Warm up the model for real-time application
- After loading, run a few dummy inferences to "warm up" the model.
- Warming up the model prepares it for faster inference by initializing internal buffers and reducing the first-request latency. This is especially useful for processing large videos or multiple images.
Reuse the loaded model for multiple requests
- Do not reload the model for each client request.
- Keep the model instance in a persistent object or global variable within your application process.

Your First API Call

Note

The below examples demonstrate how to use the SDK for a single inference call.
To keep the model in memory across multiple client requests, developers should manage a persistent process.
For instance, you can create a FastAPI or Flask application that loads the model at startup and serves inference requests without reloading it for each call.

Example Video Input:

Example 1: Basic inference

Code

from woven.vision.ai.wave_8b.vllm_client import VLLMClient
# Initialize model with default settings.
# The GPU Device ID is set to 0 by default
client = VLLMClient()

video_path = "your/test/video.mp4"
prompt = "Describe the video in detail, including objects, actions, and context."
generated_text = client.video_chat(
    prompt=prompt, video_path=video_path
)
print(f"{generated_text}")

Output

The video takes place in a bustling coffee shop with a modern, industrial aesthetic. A barista, dressed in a black t-shirt and grey apron, is seen preparing coffee. The barista is focused on the task, using a coffee grinder and a portafilter. The environment is well-lit with natural light streaming in, highlighting the clean, organized counter and the array of coffee-making equipment. The barista's movements are precise and practiced, indicating experience. In the background, another barista is visible, adding to the busy atmosphere. The colors are warm and inviting, with the reds of the coffee cups and the metallic sheen of the equipment contrasting against the wooden shelves and brick walls.

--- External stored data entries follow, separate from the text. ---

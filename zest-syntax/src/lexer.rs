//! Tokenization of Zest source text.

use logos::Logos;

use crate::SyntaxKind;

/// A lexical token kind, as produced directly by [`logos`].
///
/// This mirrors the token-only subset of [`SyntaxKind`]; [`Token::into`]
/// widens it into the full kind space the parser and CST share.
#[derive(Logos, Debug, Clone, Copy, PartialEq, Eq)]
pub enum Token {
    /// Horizontal or vertical whitespace.
    #[regex(r"[ \t\r\n]+")]
    Whitespace,

    /// A line or block comment.
    #[regex(r"//[^\n]*")]
    #[regex(r"/\*([^*]|\*[^/])*\*/")]
    Comment,

    #[regex(r"[0-9]+")]
    IntLit,
    #[regex(r"[0-9]+\.[0-9]+")]
    FloatLit,
    #[regex(r#""([^"\\]|\\.)*""#)]
    #[regex(r"'([^'\\]|\\.)*'")]
    StringLit,
    #[token("true")]
    TrueKw,
    #[token("false")]
    FalseKw,
    #[token("null")]
    NullKw,
    #[regex(r"\$[A-Za-z_][A-Za-z0-9_]*")]
    Variable,

    #[token("namespace")]
    NamespaceKw,
    #[token("use")]
    UseKw,
    #[token("as")]
    AsKw,
    #[token("class")]
    ClassKw,
    #[token("interface")]
    InterfaceKw,
    #[token("extends")]
    ExtendsKw,
    #[token("implements")]
    ImplementsKw,
    #[token("function")]
    FunctionKw,
    #[token("public")]
    PublicKw,
    #[token("private")]
    PrivateKw,
    #[token("protected")]
    ProtectedKw,
    #[token("static")]
    StaticKw,
    #[token("const")]
    ConstKw,
    #[token("new")]
    NewKw,
    #[token("clone")]
    CloneKw,
    #[token("instanceof")]
    InstanceofKw,
    #[token("empty")]
    EmptyKw,
    #[token("isset")]
    IssetKw,
    #[token("include")]
    IncludeKw,
    #[token("require")]
    RequireKw,
    #[token("return")]
    ReturnKw,
    #[token("and")]
    AndKw,
    #[token("or")]
    OrKw,
    #[token("xor")]
    XorKw,

    // Identifiers are matched after keywords so keywords win ties; logos
    // picks the longest match and, on a tie, the earlier variant, so
    // keyword tokens must be declared before this regex.
    #[regex(r"[A-Za-z_][A-Za-z0-9_]*")]
    Ident,

    #[token("(")]
    LParen,
    #[token(")")]
    RParen,
    #[token("{")]
    LBrace,
    #[token("}")]
    RBrace,
    #[token("[")]
    LBracket,
    #[token("]")]
    RBracket,
    #[token(";")]
    Semicolon,
    #[token(",")]
    Comma,
    #[token("::")]
    ColonColon,
    #[token(":")]
    Colon,
    #[token("->")]
    Arrow,
    #[token("=>")]
    FatArrow,
    #[token("\\")]
    Backslash,
    #[token(".")]
    Dot,
    #[token("&&")]
    AmpAmp,
    #[token("&")]
    Amp,
    #[token("+")]
    Plus,
    #[token("-")]
    Minus,
    #[token("**")]
    StarStar,
    #[token("*")]
    Star,
    #[token("/")]
    Slash,
    #[token("%")]
    Percent,
    #[token("===")]
    EqEqEq,
    #[token("==")]
    EqEq,
    #[token("=")]
    Eq,
    #[token("!==")]
    NotEqEq,
    #[token("!=")]
    NotEq,
    #[token("!")]
    Bang,
    #[token("<=")]
    LtEq,
    #[token("<")]
    Lt,
    #[token(">=")]
    GtEq,
    #[token(">")]
    Gt,
    #[token("||")]
    PipePipe,
    #[token("??")]
    QuestionQuestion,
    #[token("?:")]
    QuestionColon,
    #[token("?")]
    Question,
}

impl From<Token> for SyntaxKind {
    fn from(token: Token) -> Self {
        match token {
            Token::Whitespace => SyntaxKind::Whitespace,
            Token::Comment => SyntaxKind::Comment,
            Token::IntLit => SyntaxKind::IntLit,
            Token::FloatLit => SyntaxKind::FloatLit,
            Token::StringLit => SyntaxKind::StringLit,
            Token::TrueKw => SyntaxKind::TrueKw,
            Token::FalseKw => SyntaxKind::FalseKw,
            Token::NullKw => SyntaxKind::NullKw,
            Token::Variable => SyntaxKind::Variable,
            Token::NamespaceKw => SyntaxKind::NamespaceKw,
            Token::UseKw => SyntaxKind::UseKw,
            Token::AsKw => SyntaxKind::AsKw,
            Token::ClassKw => SyntaxKind::ClassKw,
            Token::InterfaceKw => SyntaxKind::InterfaceKw,
            Token::ExtendsKw => SyntaxKind::ExtendsKw,
            Token::ImplementsKw => SyntaxKind::ImplementsKw,
            Token::FunctionKw => SyntaxKind::FunctionKw,
            Token::PublicKw => SyntaxKind::PublicKw,
            Token::PrivateKw => SyntaxKind::PrivateKw,
            Token::ProtectedKw => SyntaxKind::ProtectedKw,
            Token::StaticKw => SyntaxKind::StaticKw,
            Token::ConstKw => SyntaxKind::ConstKw,
            Token::NewKw => SyntaxKind::NewKw,
            Token::CloneKw => SyntaxKind::CloneKw,
            Token::InstanceofKw => SyntaxKind::InstanceofKw,
            Token::EmptyKw => SyntaxKind::EmptyKw,
            Token::IssetKw => SyntaxKind::IssetKw,
            Token::IncludeKw => SyntaxKind::IncludeKw,
            Token::RequireKw => SyntaxKind::RequireKw,
            Token::ReturnKw => SyntaxKind::ReturnKw,
            Token::AndKw => SyntaxKind::AndKw,
            Token::OrKw => SyntaxKind::OrKw,
            Token::XorKw => SyntaxKind::XorKw,
            Token::Ident => SyntaxKind::Ident,
            Token::LParen => SyntaxKind::LParen,
            Token::RParen => SyntaxKind::RParen,
            Token::LBrace => SyntaxKind::LBrace,
            Token::RBrace => SyntaxKind::RBrace,
            Token::LBracket => SyntaxKind::LBracket,
            Token::RBracket => SyntaxKind::RBracket,
            Token::Semicolon => SyntaxKind::Semicolon,
            Token::Comma => SyntaxKind::Comma,
            Token::ColonColon => SyntaxKind::ColonColon,
            Token::Colon => SyntaxKind::Colon,
            Token::Arrow => SyntaxKind::Arrow,
            Token::FatArrow => SyntaxKind::FatArrow,
            Token::Backslash => SyntaxKind::Backslash,
            Token::Dot => SyntaxKind::Dot,
            Token::AmpAmp => SyntaxKind::AmpAmp,
            Token::Amp => SyntaxKind::Amp,
            Token::Plus => SyntaxKind::Plus,
            Token::Minus => SyntaxKind::Minus,
            Token::StarStar => SyntaxKind::StarStar,
            Token::Star => SyntaxKind::Star,
            Token::Slash => SyntaxKind::Slash,
            Token::Percent => SyntaxKind::Percent,
            Token::EqEqEq => SyntaxKind::EqEqEq,
            Token::EqEq => SyntaxKind::EqEq,
            Token::Eq => SyntaxKind::Eq,
            Token::NotEqEq => SyntaxKind::NotEqEq,
            Token::NotEq => SyntaxKind::NotEq,
            Token::Bang => SyntaxKind::Bang,
            Token::LtEq => SyntaxKind::LtEq,
            Token::Lt => SyntaxKind::Lt,
            Token::GtEq => SyntaxKind::GtEq,
            Token::Gt => SyntaxKind::Gt,
            Token::PipePipe => SyntaxKind::PipePipe,
            Token::QuestionQuestion => SyntaxKind::QuestionQuestion,
            Token::QuestionColon => SyntaxKind::QuestionColon,
            Token::Question => SyntaxKind::Question,
        }
    }
}

/// Lexes `source` into a flat list of `(kind, text range)` pairs, including
/// trivia (whitespace and comments).
pub fn lex(source: &str) -> Vec<(SyntaxKind, rowan::TextRange)> {
    let mut lexer = Token::lexer(source);
    let mut tokens = Vec::new();
    while let Some(result) = lexer.next() {
        let span = lexer.span();
        let kind = match result {
            Ok(Token::Whitespace) => SyntaxKind::Whitespace,
            Ok(token) => token.into(),
            Err(()) => SyntaxKind::Error,
        };
        let range = rowan::TextRange::new((span.start as u32).into(), (span.end as u32).into());
        tokens.push((kind, range));
    }
    tokens
}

Example 2: Multi-turn conversations and chat history

The following code shows how to call API for multi-turn conversations

Code

import json
from woven.vision.ai.wave_8b.vllm_client import VLLMClient
# Initialize model with default settings.
client = VLLMClient()

# Value of return_history parameter is set to "False" by default.
# To enable it, please set 'return_history=True'.
# The chat function will return an additinal result 'chat_history'.

video_path = "your/test/video.mp4"
chat_history = None  # Will be maintained across turns

# Turn 1: Ask about the video content
prompt1 = "What is happening in this video?"
response1, chat_history = client.video_chat(
    prompt=prompt1,
    video_path=video_path,
    return_history=True,
    chat_history=chat_history,
)


print(f"Response for the 1st prompt:\n{response1}")
print(f"Chat History 1:\n{json.dumps(chat_history, indent=2, ensure_ascii=False)}")

# Turn 2: Follow-up question about specific details
prompt2 = "Can you describe the main character's actions in more detail?"
response2, chat_history = client.video_chat(
    video_path=video_path,
    prompt=prompt2,
    chat_history=chat_history,
    return_history=True,
)
print(f"Response for the 2nd prompt:\n{response2}")
print(f"Chat History 2:\n{json.dumps(chat_history, indent=2, ensure_ascii=False)}")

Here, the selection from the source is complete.